- [WHAT THIS TASK INVOLVES]: Wherever a line holds the word "UiTransactionStatusMeta", copy that line from the data.
———
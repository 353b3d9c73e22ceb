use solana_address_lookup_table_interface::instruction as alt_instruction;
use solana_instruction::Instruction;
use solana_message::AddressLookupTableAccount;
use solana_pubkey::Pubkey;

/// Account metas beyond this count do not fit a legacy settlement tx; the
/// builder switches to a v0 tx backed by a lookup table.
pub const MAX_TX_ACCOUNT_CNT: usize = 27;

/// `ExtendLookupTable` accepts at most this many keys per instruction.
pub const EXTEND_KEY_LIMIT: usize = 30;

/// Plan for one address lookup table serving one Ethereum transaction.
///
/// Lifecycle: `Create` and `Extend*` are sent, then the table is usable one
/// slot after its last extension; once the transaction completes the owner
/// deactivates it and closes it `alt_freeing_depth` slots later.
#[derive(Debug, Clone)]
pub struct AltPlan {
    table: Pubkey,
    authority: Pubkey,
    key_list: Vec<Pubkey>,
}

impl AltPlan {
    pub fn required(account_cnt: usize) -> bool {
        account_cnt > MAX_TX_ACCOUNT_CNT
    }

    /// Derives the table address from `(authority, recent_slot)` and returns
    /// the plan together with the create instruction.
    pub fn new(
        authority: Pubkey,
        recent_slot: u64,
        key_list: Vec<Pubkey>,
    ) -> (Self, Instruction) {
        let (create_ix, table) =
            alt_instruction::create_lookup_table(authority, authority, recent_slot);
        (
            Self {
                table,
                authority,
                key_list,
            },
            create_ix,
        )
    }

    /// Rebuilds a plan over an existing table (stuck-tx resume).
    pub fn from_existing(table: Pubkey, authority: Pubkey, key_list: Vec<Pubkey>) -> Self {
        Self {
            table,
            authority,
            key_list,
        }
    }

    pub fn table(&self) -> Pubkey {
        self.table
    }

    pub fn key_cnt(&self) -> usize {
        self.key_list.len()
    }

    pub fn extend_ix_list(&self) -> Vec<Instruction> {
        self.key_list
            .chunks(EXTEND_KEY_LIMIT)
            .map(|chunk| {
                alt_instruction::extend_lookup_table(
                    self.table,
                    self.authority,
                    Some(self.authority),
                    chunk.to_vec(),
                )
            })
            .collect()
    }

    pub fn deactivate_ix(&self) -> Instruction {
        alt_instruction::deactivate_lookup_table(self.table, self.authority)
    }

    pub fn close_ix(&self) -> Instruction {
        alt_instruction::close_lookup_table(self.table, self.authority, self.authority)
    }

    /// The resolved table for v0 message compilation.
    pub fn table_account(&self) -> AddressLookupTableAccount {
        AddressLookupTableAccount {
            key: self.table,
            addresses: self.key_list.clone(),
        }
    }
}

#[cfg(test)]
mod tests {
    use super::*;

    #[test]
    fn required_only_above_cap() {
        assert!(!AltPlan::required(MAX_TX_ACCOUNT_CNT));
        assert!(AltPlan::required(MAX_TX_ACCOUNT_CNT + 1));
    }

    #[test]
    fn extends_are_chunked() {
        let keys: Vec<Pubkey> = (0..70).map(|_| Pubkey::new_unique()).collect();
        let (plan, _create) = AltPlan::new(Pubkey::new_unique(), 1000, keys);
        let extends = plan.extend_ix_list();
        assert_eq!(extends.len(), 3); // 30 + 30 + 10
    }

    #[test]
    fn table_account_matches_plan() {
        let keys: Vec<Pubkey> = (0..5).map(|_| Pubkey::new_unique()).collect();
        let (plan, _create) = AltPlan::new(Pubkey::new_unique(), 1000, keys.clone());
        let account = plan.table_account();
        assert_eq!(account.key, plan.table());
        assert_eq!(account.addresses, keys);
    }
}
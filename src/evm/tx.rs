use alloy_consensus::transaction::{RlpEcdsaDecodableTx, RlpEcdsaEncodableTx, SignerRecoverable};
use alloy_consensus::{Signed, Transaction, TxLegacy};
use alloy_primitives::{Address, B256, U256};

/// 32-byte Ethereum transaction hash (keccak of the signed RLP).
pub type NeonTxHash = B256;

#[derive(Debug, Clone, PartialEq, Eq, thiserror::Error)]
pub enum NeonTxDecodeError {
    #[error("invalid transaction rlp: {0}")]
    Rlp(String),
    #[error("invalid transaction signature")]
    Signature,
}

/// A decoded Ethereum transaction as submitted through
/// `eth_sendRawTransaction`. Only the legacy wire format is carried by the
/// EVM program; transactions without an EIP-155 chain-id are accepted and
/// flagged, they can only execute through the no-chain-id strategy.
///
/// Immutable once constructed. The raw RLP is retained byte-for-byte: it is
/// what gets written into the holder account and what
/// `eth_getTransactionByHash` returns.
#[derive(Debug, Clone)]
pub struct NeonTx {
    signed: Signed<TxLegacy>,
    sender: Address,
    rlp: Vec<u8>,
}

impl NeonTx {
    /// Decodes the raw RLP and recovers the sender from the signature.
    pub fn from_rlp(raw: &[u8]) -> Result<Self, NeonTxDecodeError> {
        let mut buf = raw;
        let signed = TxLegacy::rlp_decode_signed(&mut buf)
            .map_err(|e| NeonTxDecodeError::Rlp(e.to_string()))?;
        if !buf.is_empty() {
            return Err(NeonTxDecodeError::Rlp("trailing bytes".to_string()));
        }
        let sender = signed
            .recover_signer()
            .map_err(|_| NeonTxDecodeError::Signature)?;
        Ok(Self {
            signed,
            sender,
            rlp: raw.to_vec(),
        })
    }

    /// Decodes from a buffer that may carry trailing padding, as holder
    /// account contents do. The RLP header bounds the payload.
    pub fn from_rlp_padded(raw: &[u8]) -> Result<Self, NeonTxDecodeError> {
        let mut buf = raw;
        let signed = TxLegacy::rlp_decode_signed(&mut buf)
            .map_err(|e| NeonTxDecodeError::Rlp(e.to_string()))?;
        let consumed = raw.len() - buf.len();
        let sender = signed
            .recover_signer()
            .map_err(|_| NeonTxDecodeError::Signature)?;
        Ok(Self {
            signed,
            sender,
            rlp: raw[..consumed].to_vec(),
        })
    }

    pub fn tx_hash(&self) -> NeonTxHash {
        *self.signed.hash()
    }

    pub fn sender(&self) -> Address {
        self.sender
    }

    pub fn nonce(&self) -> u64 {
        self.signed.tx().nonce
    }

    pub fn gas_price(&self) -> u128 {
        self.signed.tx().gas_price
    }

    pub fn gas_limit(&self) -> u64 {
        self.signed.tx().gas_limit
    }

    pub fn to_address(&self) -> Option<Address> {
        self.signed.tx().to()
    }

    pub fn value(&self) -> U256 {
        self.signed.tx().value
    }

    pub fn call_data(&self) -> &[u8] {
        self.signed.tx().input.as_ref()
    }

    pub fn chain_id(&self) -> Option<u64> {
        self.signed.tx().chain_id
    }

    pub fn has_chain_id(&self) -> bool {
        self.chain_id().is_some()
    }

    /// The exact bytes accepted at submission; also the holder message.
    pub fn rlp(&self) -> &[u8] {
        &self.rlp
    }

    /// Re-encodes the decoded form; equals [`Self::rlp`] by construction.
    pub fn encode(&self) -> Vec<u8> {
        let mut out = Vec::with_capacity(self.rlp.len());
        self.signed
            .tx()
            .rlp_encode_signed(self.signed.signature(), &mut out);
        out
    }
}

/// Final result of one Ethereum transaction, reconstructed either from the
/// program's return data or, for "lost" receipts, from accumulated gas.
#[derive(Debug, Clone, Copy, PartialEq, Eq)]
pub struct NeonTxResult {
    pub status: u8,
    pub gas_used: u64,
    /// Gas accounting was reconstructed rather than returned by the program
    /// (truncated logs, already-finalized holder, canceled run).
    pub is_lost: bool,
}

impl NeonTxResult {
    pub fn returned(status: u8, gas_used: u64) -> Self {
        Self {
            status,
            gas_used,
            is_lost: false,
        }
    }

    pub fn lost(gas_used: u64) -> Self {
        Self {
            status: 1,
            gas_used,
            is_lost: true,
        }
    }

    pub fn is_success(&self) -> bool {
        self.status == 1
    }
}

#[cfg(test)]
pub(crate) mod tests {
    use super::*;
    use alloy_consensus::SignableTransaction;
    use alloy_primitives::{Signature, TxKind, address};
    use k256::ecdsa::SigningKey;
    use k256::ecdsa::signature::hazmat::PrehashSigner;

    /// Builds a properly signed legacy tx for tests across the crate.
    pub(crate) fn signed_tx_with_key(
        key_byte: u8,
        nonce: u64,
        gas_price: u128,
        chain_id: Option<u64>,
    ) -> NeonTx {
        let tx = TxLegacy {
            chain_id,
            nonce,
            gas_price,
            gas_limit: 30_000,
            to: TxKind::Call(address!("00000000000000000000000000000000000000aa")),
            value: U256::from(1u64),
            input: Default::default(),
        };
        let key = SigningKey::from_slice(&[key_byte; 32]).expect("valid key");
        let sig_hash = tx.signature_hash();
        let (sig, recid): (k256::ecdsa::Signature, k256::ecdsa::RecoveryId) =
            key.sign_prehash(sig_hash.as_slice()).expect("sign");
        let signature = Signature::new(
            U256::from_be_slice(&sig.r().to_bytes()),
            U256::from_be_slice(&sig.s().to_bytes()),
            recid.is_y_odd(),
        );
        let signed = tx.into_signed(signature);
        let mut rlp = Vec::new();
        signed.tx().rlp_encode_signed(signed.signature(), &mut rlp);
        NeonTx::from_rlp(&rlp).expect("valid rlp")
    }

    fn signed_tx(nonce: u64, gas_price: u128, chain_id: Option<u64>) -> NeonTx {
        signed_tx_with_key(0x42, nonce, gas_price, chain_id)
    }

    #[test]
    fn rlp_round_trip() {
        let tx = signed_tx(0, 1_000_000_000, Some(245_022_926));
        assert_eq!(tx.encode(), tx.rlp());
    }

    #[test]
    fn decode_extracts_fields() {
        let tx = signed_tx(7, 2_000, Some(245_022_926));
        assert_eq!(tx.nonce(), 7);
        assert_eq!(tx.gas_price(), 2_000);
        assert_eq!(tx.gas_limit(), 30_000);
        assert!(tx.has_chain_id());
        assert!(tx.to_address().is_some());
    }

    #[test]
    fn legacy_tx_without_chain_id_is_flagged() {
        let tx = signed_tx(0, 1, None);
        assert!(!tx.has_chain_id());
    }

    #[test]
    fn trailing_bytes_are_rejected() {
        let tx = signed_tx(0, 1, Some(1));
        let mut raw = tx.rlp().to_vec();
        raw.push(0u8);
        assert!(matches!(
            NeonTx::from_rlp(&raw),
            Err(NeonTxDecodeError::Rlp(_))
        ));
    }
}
———
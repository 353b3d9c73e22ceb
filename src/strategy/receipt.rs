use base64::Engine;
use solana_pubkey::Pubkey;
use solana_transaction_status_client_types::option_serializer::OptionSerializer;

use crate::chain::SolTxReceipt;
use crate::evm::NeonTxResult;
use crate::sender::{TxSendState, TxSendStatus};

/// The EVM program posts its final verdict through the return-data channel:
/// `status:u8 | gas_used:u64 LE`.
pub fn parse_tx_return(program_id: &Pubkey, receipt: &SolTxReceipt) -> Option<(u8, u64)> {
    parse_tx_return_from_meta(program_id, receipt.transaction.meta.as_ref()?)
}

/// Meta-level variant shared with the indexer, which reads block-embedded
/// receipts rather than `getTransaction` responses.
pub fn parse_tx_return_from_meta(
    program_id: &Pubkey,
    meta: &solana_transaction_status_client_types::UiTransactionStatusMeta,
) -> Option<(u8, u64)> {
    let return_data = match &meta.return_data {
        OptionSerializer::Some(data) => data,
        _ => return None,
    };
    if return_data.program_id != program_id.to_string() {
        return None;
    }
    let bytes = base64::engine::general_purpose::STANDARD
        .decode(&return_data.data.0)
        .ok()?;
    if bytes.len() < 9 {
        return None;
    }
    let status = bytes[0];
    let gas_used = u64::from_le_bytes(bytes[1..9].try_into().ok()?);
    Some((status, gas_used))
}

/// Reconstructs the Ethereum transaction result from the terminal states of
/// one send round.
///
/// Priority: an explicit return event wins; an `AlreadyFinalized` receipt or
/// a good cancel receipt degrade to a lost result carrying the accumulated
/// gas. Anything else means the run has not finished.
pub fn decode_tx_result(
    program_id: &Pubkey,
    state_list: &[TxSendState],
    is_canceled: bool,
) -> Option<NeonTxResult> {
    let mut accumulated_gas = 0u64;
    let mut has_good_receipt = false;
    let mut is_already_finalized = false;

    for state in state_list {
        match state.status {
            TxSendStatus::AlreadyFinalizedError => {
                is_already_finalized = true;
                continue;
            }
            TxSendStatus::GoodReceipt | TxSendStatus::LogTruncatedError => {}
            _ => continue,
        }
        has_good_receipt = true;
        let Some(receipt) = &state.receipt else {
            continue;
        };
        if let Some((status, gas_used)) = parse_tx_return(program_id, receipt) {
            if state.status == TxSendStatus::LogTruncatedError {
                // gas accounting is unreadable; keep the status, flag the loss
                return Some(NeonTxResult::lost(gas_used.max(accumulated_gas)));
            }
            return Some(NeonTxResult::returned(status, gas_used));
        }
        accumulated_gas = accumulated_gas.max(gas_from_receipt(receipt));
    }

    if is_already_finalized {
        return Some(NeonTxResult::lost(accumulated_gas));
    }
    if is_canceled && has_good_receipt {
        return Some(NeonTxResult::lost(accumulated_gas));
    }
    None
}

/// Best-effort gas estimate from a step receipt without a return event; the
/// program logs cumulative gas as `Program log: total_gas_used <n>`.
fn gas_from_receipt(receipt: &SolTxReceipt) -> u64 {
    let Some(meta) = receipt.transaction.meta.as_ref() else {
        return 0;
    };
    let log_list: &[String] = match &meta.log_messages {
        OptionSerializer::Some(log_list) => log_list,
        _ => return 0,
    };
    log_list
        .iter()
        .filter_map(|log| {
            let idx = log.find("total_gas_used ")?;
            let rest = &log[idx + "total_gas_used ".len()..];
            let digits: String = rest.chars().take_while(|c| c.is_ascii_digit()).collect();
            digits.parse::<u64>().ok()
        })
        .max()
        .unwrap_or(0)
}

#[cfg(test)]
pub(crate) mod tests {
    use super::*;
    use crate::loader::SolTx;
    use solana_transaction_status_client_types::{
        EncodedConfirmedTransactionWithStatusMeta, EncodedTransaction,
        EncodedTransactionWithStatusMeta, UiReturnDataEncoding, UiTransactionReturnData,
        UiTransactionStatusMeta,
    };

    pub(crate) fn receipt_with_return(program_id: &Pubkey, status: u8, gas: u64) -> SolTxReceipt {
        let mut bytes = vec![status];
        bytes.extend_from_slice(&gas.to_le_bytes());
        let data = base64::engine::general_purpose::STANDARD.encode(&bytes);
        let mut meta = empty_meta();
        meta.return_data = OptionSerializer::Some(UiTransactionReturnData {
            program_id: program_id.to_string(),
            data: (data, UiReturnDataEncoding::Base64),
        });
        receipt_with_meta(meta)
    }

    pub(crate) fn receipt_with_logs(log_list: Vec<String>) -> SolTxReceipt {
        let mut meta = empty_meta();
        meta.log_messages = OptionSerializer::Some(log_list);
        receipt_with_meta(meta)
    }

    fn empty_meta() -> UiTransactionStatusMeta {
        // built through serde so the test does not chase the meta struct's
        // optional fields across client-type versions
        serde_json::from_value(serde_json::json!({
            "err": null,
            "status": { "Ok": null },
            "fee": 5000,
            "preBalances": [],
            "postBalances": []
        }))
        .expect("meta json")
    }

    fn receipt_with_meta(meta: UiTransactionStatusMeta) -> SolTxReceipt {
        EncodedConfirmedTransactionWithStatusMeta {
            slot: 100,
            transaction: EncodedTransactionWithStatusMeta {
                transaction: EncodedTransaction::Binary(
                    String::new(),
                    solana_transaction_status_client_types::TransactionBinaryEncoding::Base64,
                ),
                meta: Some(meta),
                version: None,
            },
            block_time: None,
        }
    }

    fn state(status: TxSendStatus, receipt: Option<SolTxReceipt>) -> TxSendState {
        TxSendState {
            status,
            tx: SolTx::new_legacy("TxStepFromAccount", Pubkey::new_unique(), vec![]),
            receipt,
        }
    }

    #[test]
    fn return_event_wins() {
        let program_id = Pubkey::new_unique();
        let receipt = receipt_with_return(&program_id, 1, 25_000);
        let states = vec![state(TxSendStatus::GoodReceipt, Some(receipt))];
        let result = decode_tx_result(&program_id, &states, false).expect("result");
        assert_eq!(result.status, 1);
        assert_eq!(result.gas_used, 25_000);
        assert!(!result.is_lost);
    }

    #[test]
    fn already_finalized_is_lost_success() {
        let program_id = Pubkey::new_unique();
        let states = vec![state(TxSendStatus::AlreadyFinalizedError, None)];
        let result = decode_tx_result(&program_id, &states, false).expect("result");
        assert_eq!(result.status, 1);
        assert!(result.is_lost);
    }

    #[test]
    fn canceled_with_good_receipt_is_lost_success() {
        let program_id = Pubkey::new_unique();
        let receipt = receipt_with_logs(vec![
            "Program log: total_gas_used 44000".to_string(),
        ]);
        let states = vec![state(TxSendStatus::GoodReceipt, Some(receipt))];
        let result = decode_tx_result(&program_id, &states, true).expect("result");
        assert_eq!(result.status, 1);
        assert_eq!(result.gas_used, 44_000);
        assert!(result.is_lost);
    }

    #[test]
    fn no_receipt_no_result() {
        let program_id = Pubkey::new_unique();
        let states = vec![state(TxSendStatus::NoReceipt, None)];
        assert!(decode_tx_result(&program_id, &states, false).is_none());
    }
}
———
- [SOLUTION]:
    meta: &solana_transaction_status_client_types::UiTransactionStatusMeta,
        UiTransactionStatusMeta,
    fn empty_meta() -> UiTransactionStatusMeta {
    fn receipt_with_meta(meta: UiTransactionStatusMeta) -> SolTxReceipt {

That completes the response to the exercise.